Yang ketiga, orang yang tidak dimaafkan oleh Allah SWT dalam bulan puasa ialah orang yang memutuskan silaturrahmi, saling memutuskan tali persaudaraan.

Disebutkan dalam satu kitab, pada suatu hari Fir’un bertemu dengan Iblis. Berkata Fir’un kepada Iblis,
"Wahai Iblis, ketika aku lihat yang paling jahat di dunia ini, itu hanya kamu".

Kemudian, Iblis menjadi kesal karena dianggap yang paling jahat, karena menurut Iblis, Fir’un lah yang lebih jahat, dan mengapa menuduh orang lain. Iblis pun berkata ,
"Hai Fir’un, jangan tuduh yang aneh-aneh untukku, saya ini telah lahir jauh sebelum kamu, saya tahu segala perkara yang halus-halus, namun, aku tidak berani mengaku diri sebagai tuhan. Tetapi kamu wahai Fir’un berani mengaku diri sebagai tuhan, nah siapa yang lebih jahat di antara kita?".
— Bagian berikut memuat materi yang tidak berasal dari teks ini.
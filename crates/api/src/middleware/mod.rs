//! HTTP middleware components.

pub mod logging;
pub mod metrics;
pub mod rate_limit;
pub mod security_headers;
pub mod trace_id;

pub use metrics::{init_metrics, metrics_handler, metrics_middleware};
pub use rate_limit::{rate_limit_middleware, RateLimiterState};
pub use security_headers::security_headers_middleware;
pub use trace_id::{trace_id, RequestId, REQUEST_ID_HEADER};
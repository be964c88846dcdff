//! Page-based pagination utilities.

use serde::Serialize;

/// Default page size when none is requested.
pub const DEFAULT_PER_PAGE: u32 = 50;

/// Upper bound on page size.
pub const MAX_PER_PAGE: u32 = 100;

/// A normalized page request.
#[derive(Debug, Clone, Copy, PartialEq, Eq)]
pub struct PageRequest {
    /// 1-indexed page number.
    pub page: u32,
    /// Items per page.
    pub per_page: u32,
}

impl PageRequest {
    /// Normalize optional query parameters into a page request.
    ///
    /// Page defaults to 1 and is never below 1; per_page is clamped to 1..=100.
    pub fn new(page: Option<u32>, per_page: Option<u32>) -> Self {
        Self {
            page: page.unwrap_or(1).max(1),
            per_page: per_page.unwrap_or(DEFAULT_PER_PAGE).clamp(1, MAX_PER_PAGE),
        }
    }

    /// Number of rows to skip.
    pub fn offset(&self) -> i64 {
        i64::from(self.page - 1) * i64::from(self.per_page)
    }

    /// Page size as a SQL limit.
    pub fn limit(&self) -> i64 {
        i64::from(self.per_page)
    }
}

impl Default for PageRequest {
    fn default() -> Self {
        Self::new(None, None)
    }
}

/// Pagination information returned with list responses.
#[derive(Debug, Clone, Serialize, PartialEq, Eq)]
#[serde(rename_all = "snake_case")]
pub struct Pagination {
    pub page: u32,
    pub per_page: u32,
    pub total: i64,
    pub total_pages: u32,
}

impl Pagination {
    /// Build pagination info from a page request and the total item count.
    pub fn new(request: PageRequest, total: i64) -> Self {
        let total_pages = if total <= 0 {
            0
        } else {
            ((total as u64 + u64::from(request.per_page) - 1) / u64::from(request.per_page)) as u32
        };
        Self {
            page: request.page,
            per_page: request.per_page,
            total,
            total_pages,
        }
    }
}
//! Persistence layer for the control plane.
//!
//! This crate contains:
//! - Database connection management and migrations
//! - Entity definitions (database row mappings)
//! - PostgreSQL implementations of the domain store traits

pub mod db;
pub mod entities;
pub mod metrics;
pub mod repositories;
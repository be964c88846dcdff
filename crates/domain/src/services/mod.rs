//! Domain services for the control plane.
//!
//! Each service owns its entity exclusively and talks to storage through a
//! store trait; none of them calls another.

pub mod audit;
pub mod backup;
pub mod clock;
pub mod data_deletion;
pub mod feature_flags;
pub mod login_security;
pub mod memory;
pub mod process_runner;

pub use audit::{AuditEntryBuilder, AuditSink, TracingAuditSink};
pub use backup::{BackupOrchestrator, BackupPage, BackupSettings, BackupStore};
pub use clock::{Clock, SystemClock};
pub use data_deletion::{
    DataDeletionService, DataEraser, DeletionRequestPage, DeletionRequestStore, DryRunEraser,
    ExecutionReport,
};
pub use feature_flags::{FeatureFlagService, FeatureFlagStore};
pub use login_security::{
    FailureWindow, LoginAttemptPage, LoginAttemptStore, LoginSecurityService,
    LoginSecuritySettings,
};
pub use process_runner::{ProcessOutput, ProcessRunner, TokioProcessRunner};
Maka terkejutlah Fir’un dan berkata,
"Owh, iya, betul, saya lupa, ternyata saya lebih jahat".
Terus Fir’un berkata,
"Kalau begitu, wahai iblis, sesama jahat, maka kita tidak perlu bertengkar".

Berdasarkan kisah di atas, Abati Muzakkir melanjutkan, biasanya orang jahat yang ada di kampung itu tidak saling ribut sesama orang jahat. Lihat saja, bahwa orang yang rusak-rusak, mereka tidak akan bertengkar sesamanya. Mereka hanya bertengkah dengan orang yang baik, mirip seperti Iblis dan Fir’un. Mereka tidak bertengkar, bahkan, mereka bermusyawarah untuk jangan bertengkar dengan sesama kelompok yang jahat.
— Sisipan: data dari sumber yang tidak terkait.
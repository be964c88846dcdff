//! Human-readable identifier generation.

use chrono::{DateTime, Utc};
use rand::distributions::Alphanumeric;
use rand::Rng;

/// Prefix of data deletion request numbers.
pub const REQUEST_NUMBER_PREFIX: &str = "DDR";

/// Prefix of backup identifiers.
pub const BACKUP_ID_PREFIX: &str = "backup";

fn random_suffix(len: usize) -> String {
    rand::thread_rng()
        .sample_iter(&Alphanumeric)
        .take(len)
        .map(char::from)
        .collect()
}

/// Generates a deletion request number, e.g. `DDR-20261016-4K7QZ2`.
pub fn generate_request_number(now: DateTime<Utc>) -> String {
    format!(
        "{}-{}-{}",
        REQUEST_NUMBER_PREFIX,
        now.format("%Y%m%d"),
        random_suffix(6).to_uppercase()
    )
}

/// Generates a time-derived backup id, e.g. `backup-20261016-142501-a9x3`.
///
/// The random suffix keeps ids unique when two backups start in the same second.
pub fn generate_backup_id(now: DateTime<Utc>) -> String {
    format!(
        "{}-{}-{}",
        BACKUP_ID_PREFIX,
        now.format("%Y%m%d-%H%M%S"),
        random_suffix(4).to_lowercase()
    )
}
Beliau (Abati) melanjutkan kisah tadi dengan kata Fir'un kepada Iblis,
"Sebelumnya kamu sebutkan bahwa kamu tahu segala perkara yang halus-halus, tidak dapat dipungkiri bahwa kita berdua memang sudah jahat, nah sekarang aku bertanya kepadamu, jikalau kalau kamu bilang aku nomor dua dan kamu nomor tiga, terus, nomor satunya, siapa? Jangan-jangan nomor satu saja belum ada yang tahu". Kata Fir’un kepada Iblis.

Iblis pun menjawab,
"Wahai Fir’un kita berdua ini tidak begitu jahat, orang yang lebih jahat dari kita adalah umat Nabi Muhammad yang saling mendendam dengan sesama, itu terlebih jahat ketimbang kita".
Terkejutlah Fir’un,
"Berarti saya nomor dua ya? Terus mereka nomor satu", sahut Fir'un keheranan.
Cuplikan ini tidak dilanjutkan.